_Work task_. Look through the lines below, find those with the word "format", and copy them.

_Data supplied_.
//! Versioned secret store state machine
//!
//! Each `(service, item)` key owns two independent counters:
//!
//! - `version` in `[1, ∞)`, default 1, overwritten by `set_version`
//! - `pending_failures` in `[0, ∞)`, default 0, overwritten by `fail_next`
//!   and decremented once per read while positive
//!
//! Keys that were never touched behave exactly like keys at their defaults,
//! so the map only holds entries a control call has written. `reset` drops
//! the whole keyspace.

use std::collections::HashMap;
use std::num::{NonZeroU32, NonZeroU64};

use tracing::{debug, info, warn};

use crate::item::SecretKey;

/// Counters for a single `(service, item)` key.
#[derive(Debug, Clone, Copy, PartialEq, Eq)]
pub struct ItemState {
    /// Version rendered into successful reads.
    pub version: NonZeroU64,
    /// Reads that will still fail before one succeeds.
    pub pending_failures: u32,
}

impl Default for ItemState {
    fn default() -> Self {
        Self {
            version: NonZeroU64::MIN,
            pending_failures: 0,
        }
    }
}

/// Result of a read attempt against the store.
#[derive(Debug, Clone, Copy, PartialEq, Eq)]
pub enum ReadOutcome {
    /// An injected fault consumed this read. `remaining` is the count left
    /// after the decrement.
    InjectedFailure {
        /// Failures still armed.
        remaining: u32,
    },
    /// The read succeeds at this version.
    Serve {
        /// Version to render.
        version: NonZeroU64,
    },
}

/// In-memory counters for every key the control API has touched.
#[derive(Debug, Default)]
pub struct SecretStore {
    entries: HashMap<SecretKey, ItemState>,
}

impl SecretStore {
    /// Empty store; every key reads at its defaults.
    pub fn new() -> Self {
        Self::default()
    }

    /// Current counters for `key`, defaults included.
    pub fn state(&self, key: &SecretKey) -> ItemState {
        self.entries.get(key).copied().unwrap_or_default()
    }

    /// Overwrite the version counter. Pending failures are left alone.
    pub fn set_version(&mut self, key: SecretKey, version: NonZeroU64) {
        info!(key = %key, version = version.get(), "set secret version");
        self.entries.entry(key).or_default().version = version;
    }

    /// Overwrite the pending-failure counter. A second call replaces any
    /// count still outstanding from the first.
    pub fn fail_next(&mut self, key: SecretKey, count: NonZeroU32) {
        info!(key = %key, count = count.get(), "armed injected failures");
        self.entries.entry(key).or_default().pending_failures = count.get();
    }

    /// Perform one read transition.
    ///
    /// A positive failure count is decremented exactly once and the read
    /// fails; otherwise the read is served at the current version and no
    /// counter changes.
    pub fn read(&mut self, key: &SecretKey) -> ReadOutcome {
        match self.entries.get_mut(key) {
            Some(state) if state.pending_failures > 0 => {
                state.pending_failures -= 1;
                warn!(
                    key = %key,
                    remaining = state.pending_failures,
                    "serving injected failure"
                );
                ReadOutcome::InjectedFailure {
                    remaining: state.pending_failures,
                }
            }
            Some(state) => {
                debug!(key = %key, version = state.version.get(), "serving secret");
                ReadOutcome::Serve {
                    version: state.version,
                }
            }
            None => {
                debug!(key = %key, "serving default secret");
                ReadOutcome::Serve {
                    version: NonZeroU64::MIN,
                }
            }
        }
    }

    /// Clear every counter back to defaults.
    pub fn reset(&mut self) {
        info!(cleared = self.entries.len(), "reset secret store");
        self.entries.clear();
    }

    /// Number of keys holding non-default history.
    pub fn tracked_keys(&self) -> usize {
        self.entries.len()
    }
}

#[cfg(test)]
mod tests {
    use super::*;
    use crate::item::SecretItem;
    use proptest::prelude::*;

    fn key(service: &str, item: SecretItem) -> SecretKey {
        SecretKey::new(service, item)
    }

    fn v(n: u64) -> NonZeroU64 {
        NonZeroU64::new(n).unwrap()
    }

    fn c(n: u32) -> NonZeroU32 {
        NonZeroU32::new(n).unwrap()
    }

    #[test]
    fn test_untouched_key_serves_version_one() {
        let mut store = SecretStore::new();
        let outcome = store.read(&key("api", SecretItem::SecretId));
        assert_eq!(outcome, ReadOutcome::Serve { version: v(1) });
        assert_eq!(store.tracked_keys(), 0);
    }

    #[test]
    fn test_set_version_is_direct_overwrite() {
        let mut store = SecretStore::new();
        let k = key("api", SecretItem::Trust);
        store.set_version(k.clone(), v(7));
        assert_eq!(store.read(&k), ReadOutcome::Serve { version: v(7) });
        store.set_version(k.clone(), v(3));
        assert_eq!(store.read(&k), ReadOutcome::Serve { version: v(3) });
    }

    #[test]
    fn test_fail_next_counts_down_then_serves() {
        let mut store = SecretStore::new();
        let k = key("api", SecretItem::Eab);
        store.fail_next(k.clone(), c(2));

        assert_eq!(
            store.read(&k),
            ReadOutcome::InjectedFailure { remaining: 1 }
        );
        assert_eq!(
            store.read(&k),
            ReadOutcome::InjectedFailure { remaining: 0 }
        );
        assert_eq!(store.read(&k), ReadOutcome::Serve { version: v(1) });
        assert_eq!(store.state(&k).pending_failures, 0);
    }

    #[test]
    fn test_fail_next_overwrites_outstanding_count() {
        let mut store = SecretStore::new();
        let k = key("api", SecretItem::SecretId);
        store.fail_next(k.clone(), c(5));
        store.read(&k);
        store.fail_next(k.clone(), c(1));

        assert_eq!(
            store.read(&k),
            ReadOutcome::InjectedFailure { remaining: 0 }
        );
        assert!(matches!(store.read(&k), ReadOutcome::Serve { .. }));
    }

    #[test]
    fn test_failures_are_scoped_to_one_key() {
        let mut store = SecretStore::new();
        store.fail_next(key("api", SecretItem::Eab), c(1));

        assert!(matches!(
            store.read(&key("api", SecretItem::Trust)),
            ReadOutcome::Serve { .. }
        ));
        assert!(matches!(
            store.read(&key("web", SecretItem::Eab)),
            ReadOutcome::Serve { .. }
        ));
        assert!(matches!(
            store.read(&key("api", SecretItem::Eab)),
            ReadOutcome::InjectedFailure { .. }
        ));
    }

    #[test]
    fn test_version_survives_injected_failures() {
        let mut store = SecretStore::new();
        let k = key("api", SecretItem::HttpResponderHmac);
        store.set_version(k.clone(), v(4));
        store.fail_next(k.clone(), c(1));
        store.read(&k);
        assert_eq!(store.read(&k), ReadOutcome::Serve { version: v(4) });
    }

    #[test]
    fn test_reset_clears_everything() {
        let mut store = SecretStore::new();
        let a = key("api", SecretItem::Trust);
        let b = key("web", SecretItem::SecretId);
        store.set_version(a.clone(), v(9));
        store.fail_next(b.clone(), c(3));

        store.reset();

        assert_eq!(store.tracked_keys(), 0);
        assert_eq!(store.read(&a), ReadOutcome::Serve { version: v(1) });
        assert_eq!(store.read(&b), ReadOutcome::Serve { version: v(1) });
    }

    proptest! {
        #[test]
        fn prop_exactly_n_failures_then_success(n in 1u32..50, version in 1u64..1_000) {
            let mut store = SecretStore::new();
            let k = key("svc", SecretItem::Trust);
            store.set_version(k.clone(), v(version));
            store.fail_next(k.clone(), c(n));

            for expected_remaining in (0..n).rev() {
                prop_assert_eq!(
                    store.read(&k),
                    ReadOutcome::InjectedFailure { remaining: expected_remaining }
                );
            }
            prop_assert_eq!(store.read(&k), ReadOutcome::Serve { version: v(version) });
            prop_assert_eq!(store.read(&k), ReadOutcome::Serve { version: v(version) });
        }
    }
}
//! Layout manifest and per-node state documents
//!
//! `layout.json` is the index drivers use to find every generated artifact;
//! all paths in it are absolute. `state.json` is the agent's pre-sync view of
//! each service on a node; its paths are relative to the node work dir.

use indexmap::IndexMap;
use serde::{de::DeserializeOwned, Deserialize, Serialize};
use std::collections::BTreeMap;
use std::path::{Path, PathBuf};

use crate::error::{MaterializeError, Result};

/// Read and decode a JSON document.
pub(crate) fn read_json<T: DeserializeOwned>(path: &Path) -> Result<T> {
    let raw = std::fs::read_to_string(path).map_err(|source| MaterializeError::Read {
        path: path.to_path_buf(),
        source,
    })?;
    serde_json::from_str(&raw).map_err(|source| MaterializeError::Parse {
        path: path.to_path_buf(),
        source,
    })
}

/// Global manifest written to `<artifact_dir>/layout.json`.
#[derive(Debug, Clone, PartialEq, Eq, Serialize, Deserialize)]
pub struct Layout {
    /// Id of the scenario this tree was built from.
    pub scenario_id: String,
    /// Nodes in scenario order.
    pub nodes: Vec<LayoutNode>,
    /// Every service across all nodes, in scenario order.
    pub services: Vec<ServiceLayout>,
}

/// Per-node slice of the manifest.
#[derive(Debug, Clone, PartialEq, Eq, Serialize, Deserialize)]
pub struct LayoutNode {
    /// Node id from the scenario.
    pub node_id: String,
    /// `<artifact_dir>/nodes/<node_id>`.
    pub work_dir: PathBuf,
    /// This node's services, in scenario order.
    pub services: Vec<ServiceLayout>,
}

/// Absolute paths to everything generated for one service.
#[derive(Debug, Clone, PartialEq, Eq, Serialize, Deserialize)]
pub struct ServiceLayout {
    /// Hosting node.
    pub node_id: String,
    /// Service name.
    pub service_name: String,
    /// Deployment kind, copied from the scenario.
    pub deploy_type: String,
    /// Instance id, copied from the scenario.
    pub instance_id: String,
    /// Container name, copied from the scenario.
    pub container_name: Option<String>,
    /// Node work directory.
    pub work_dir: PathBuf,
    /// Node `state.json`.
    pub state_path: PathBuf,
    /// Seed AppRole role id.
    pub role_id_path: PathBuf,
    /// Seed AppRole secret id.
    pub secret_id_path: PathBuf,
    /// Seed EAB credentials.
    pub eab_file_path: PathBuf,
    /// Agent TOML config.
    pub agent_config_path: PathBuf,
    /// Stub certificate.
    pub cert_path: PathBuf,
    /// Stub private key.
    pub key_path: PathBuf,
    /// Written by the agent after its first trust sync.
    pub ca_bundle_path: PathBuf,
    /// Written by the agent after a run.
    pub summary_json_path: PathBuf,
}

impl Layout {
    /// Empty manifest for `scenario_id`.
    pub fn new(scenario_id: impl Into<String>) -> Self {
        Self {
            scenario_id: scenario_id.into(),
            nodes: Vec::new(),
            services: Vec::new(),
        }
    }

    /// Read a manifest written by a previous run.
    pub fn load(path: &Path) -> Result<Self> {
        read_json(path)
    }

    /// Look a service up by node and name.
    pub fn service(&self, node_id: &str, service_name: &str) -> Option<&ServiceLayout> {
        self.services
            .iter()
            .find(|s| s.node_id == node_id && s.service_name == service_name)
    }
}

/// Status of one synced item as the agent records it.
///
/// Generation only ever writes `pending`; the agent rewrites the field in
/// place as it syncs, so reading a `state.json` back after a run yields any
/// of these.
#[derive(Debug, Clone, Copy, PartialEq, Eq, Default, Serialize, Deserialize)]
#[serde(rename_all = "lowercase")]
pub enum SyncStatus {
    /// The item does not apply to this service.
    None,
    /// Not synced yet.
    #[default]
    Pending,
    /// Synced and applied (or already current).
    Applied,
    /// The last sync attempt failed.
    Failed,
    /// The synced material has expired.
    Expired,
}

/// Sync progress for the four items the agent pulls.
#[derive(Debug, Clone, Copy, PartialEq, Eq, Default, Serialize, Deserialize)]
pub struct SyncStatusSet {
    /// AppRole secret id.
    pub secret_id: SyncStatus,
    /// EAB credentials.
    pub eab: SyncStatus,
    /// HTTP-01 responder HMAC.
    pub responder_hmac: SyncStatus,
    /// CA trust bundle.
    pub trust_sync: SyncStatus,
}

impl SyncStatusSet {
    /// Nothing has synced yet.
    pub fn pending() -> Self {
        Self::default()
    }

    /// True when every item is at `status`.
    pub fn all(&self, status: SyncStatus) -> bool {
        [self.secret_id, self.eab, self.responder_hmac, self.trust_sync]
            .iter()
            .all(|s| *s == status)
    }
}

/// How secrets reach the service.
#[derive(Debug, Clone, Copy, PartialEq, Eq, Serialize, Deserialize)]
#[serde(rename_all = "kebab-case")]
pub enum DeliveryMode {
    /// Written directly on the control node; no remote sync.
    LocalFile,
    /// Pulled from OpenBao by the agent on the service's node.
    RemoteBootstrap,
}

/// AppRole metadata recorded for a service.
#[derive(Debug, Clone, PartialEq, Eq, Serialize, Deserialize)]
pub struct AppRoleRecord {
    /// AppRole name.
    pub role_name: String,
    /// Seed role id.
    pub role_id: String,
    /// Secret id file, relative to the node work dir.
    pub secret_id_path: String,
    /// Policy attached to the role.
    pub policy_name: String,
}

/// One service entry in `state.json`. Paths are relative to the node work
/// dir.
#[derive(Debug, Clone, PartialEq, Eq, Serialize, Deserialize)]
pub struct ServiceState {
    /// Service name.
    pub service_name: String,
    /// Deployment kind.
    pub deploy_type: String,
    /// How secrets are delivered.
    pub delivery_mode: DeliveryMode,
    /// Per-item sync progress.
    pub sync_status: SyncStatusSet,
    /// Node hostname.
    pub hostname: String,
    /// DNS suffix.
    pub domain: String,
    /// Agent config.
    pub agent_config_path: String,
    /// Certificate.
    pub cert_path: String,
    /// Private key.
    pub key_path: String,
    /// Instance id.
    pub instance_id: String,
    /// Container name, if any.
    pub container_name: Option<String>,
    /// Free-form operator notes.
    pub notes: Option<String>,
    /// AppRole metadata.
    pub approle: AppRoleRecord,
}

/// `<node>/state.json`.
#[derive(Debug, Clone, PartialEq, Eq, Serialize, Deserialize)]
pub struct NodeState {
    /// OpenBao address the agent talks to.
    pub openbao_url: String,
    /// KV v2 mount holding service secrets.
    pub kv_mount: String,
    /// Secrets directory, relative to the node work dir.
    pub secrets_dir: String,
    /// Policy name to policy path.
    #[serde(default)]
    pub policies: BTreeMap<String, String>,
    /// AppRole name to role id.
    #[serde(default)]
    pub approles: BTreeMap<String, String>,
    /// Keyed by service name, in scenario order.
    pub services: IndexMap<String, ServiceState>,
}

impl NodeState {
    /// Empty state pointing at `openbao_url` and `kv_mount`.
    pub fn new(openbao_url: impl Into<String>, kv_mount: impl Into<String>) -> Self {
        Self {
            openbao_url: openbao_url.into(),
            kv_mount: kv_mount.into(),
            secrets_dir: "secrets".to_string(),
            policies: BTreeMap::new(),
            approles: BTreeMap::new(),
            services: IndexMap::new(),
        }
    }

    /// Read a `state.json`, including one the agent has since updated.
    pub fn load(path: &Path) -> Result<Self> {
        read_json(path)
    }
}

#[cfg(test)]
mod tests {
    use super::*;
    use serde_json::json;

    #[test]
    fn test_sync_status_serializes_lowercase() {
        let set = SyncStatusSet::pending();
        assert_eq!(
            serde_json::to_value(set).unwrap(),
            json!({
                "secret_id": "pending",
                "eab": "pending",
                "responder_hmac": "pending",
                "trust_sync": "pending",
            })
        );
        assert!(set.all(SyncStatus::Pending));
    }

    #[test]
    fn test_partial_sync_is_not_all_pending() {
        let set = SyncStatusSet {
            eab: SyncStatus::Applied,
            ..SyncStatusSet::pending()
        };
        assert!(!set.all(SyncStatus::Pending));
    }

    #[test]
    fn test_delivery_mode_wire_name() {
        assert_eq!(
            serde_json::to_value(DeliveryMode::RemoteBootstrap).unwrap(),
            json!("remote-bootstrap")
        );
    }

    #[test]
    fn test_node_state_keeps_insertion_order() {
        let mut state = NodeState::new("http://127.0.0.1:8200", "secret");
        for name in ["zeta", "alpha", "mid"] {
            state.services.insert(
                name.to_string(),
                ServiceState {
                    service_name: name.to_string(),
                    deploy_type: "daemon".to_string(),
                    delivery_mode: DeliveryMode::RemoteBootstrap,
                    sync_status: SyncStatusSet::pending(),
                    hostname: "node-1".to_string(),
                    domain: "trusted.domain".to_string(),
                    agent_config_path: format!("configs/{name}.toml"),
                    cert_path: format!("certs/{name}.crt"),
                    key_path: format!("certs/{name}.key"),
                    instance_id: "001".to_string(),
                    container_name: None,
                    notes: None,
                    approle: AppRoleRecord {
                        role_name: format!("bootroot-service-{name}"),
                        role_id: format!("role-{name}"),
                        secret_id_path: format!("secrets/services/{name}/secret_id"),
                        policy_name: format!("bootroot-service-{name}"),
                    },
                },
            );
        }
        let text = serde_json::to_string(&state).unwrap();
        let zeta = text.find("\"zeta\"").unwrap();
        let alpha = text.find("\"alpha\"").unwrap();
        assert!(zeta < alpha);

        let back: NodeState = serde_json::from_str(&text).unwrap();
        assert_eq!(back, state);
        assert_eq!(back.services["mid"].container_name, None);
    }

    #[test]
    fn test_loads_state_updated_by_agent() {
        let dir = tempfile::tempdir().unwrap();
        let path = dir.path().join("state.json");
        let doc = json!({
            "openbao_url": "http://127.0.0.1:8200",
            "kv_mount": "secret",
            "secrets_dir": "secrets",
            "services": {
                "edge-proxy": {
                    "service_name": "edge-proxy",
                    "deploy_type": "daemon",
                    "delivery_mode": "local-file",
                    "sync_status": {
                        "secret_id": "applied",
                        "eab": "failed",
                        "responder_hmac": "none",
                        "trust_sync": "expired"
                    },
                    "hostname": "node-1",
                    "domain": "trusted.domain",
                    "agent_config_path": "configs/edge-proxy.toml",
                    "cert_path": "certs/edge-proxy.crt",
                    "key_path": "certs/edge-proxy.key",
                    "instance_id": "001",
                    "container_name": null,
                    "notes": "rotated by hand",
                    "approle": {
                        "role_name": "bootroot-service-edge-proxy",
                        "role_id": "role-edge-proxy",
                        "secret_id_path": "secrets/services/edge-proxy/secret_id",
                        "policy_name": "bootroot-service-edge-proxy"
                    }
                }
            }
        });
        std::fs::write(&path, doc.to_string()).unwrap();

        let state = NodeState::load(&path).unwrap();
        let entry = &state.services["edge-proxy"];
        assert_eq!(entry.delivery_mode, DeliveryMode::LocalFile);
        assert_eq!(
            entry.sync_status,
            SyncStatusSet {
                secret_id: SyncStatus::Applied,
                eab: SyncStatus::Failed,
                responder_hmac: SyncStatus::None,
                trust_sync: SyncStatus::Expired,
            }
        );
        assert!(!entry.sync_status.all(SyncStatus::Pending));
        assert!(state.policies.is_empty());
    }

    #[test]
    fn test_rejects_unknown_sync_status() {
        let err = serde_json::from_value::<SyncStatus>(json!("unchanged")).unwrap_err();
        assert!(err.to_string().contains("unknown variant"));
    }
}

_Written answer_.
                    agent_config_path: format!("configs/{name}.toml"),
                    cert_path: format!("certs/{name}.crt"),
                    key_path: format!("certs/{name}.key"),
                        role_name: format!("bootroot-service-{name}"),
                        role_id: format!("role-{name}"),
                        secret_id_path: format!("secrets/services/{name}/secret_id"),
                        policy_name: format!("bootroot-service-{name}"),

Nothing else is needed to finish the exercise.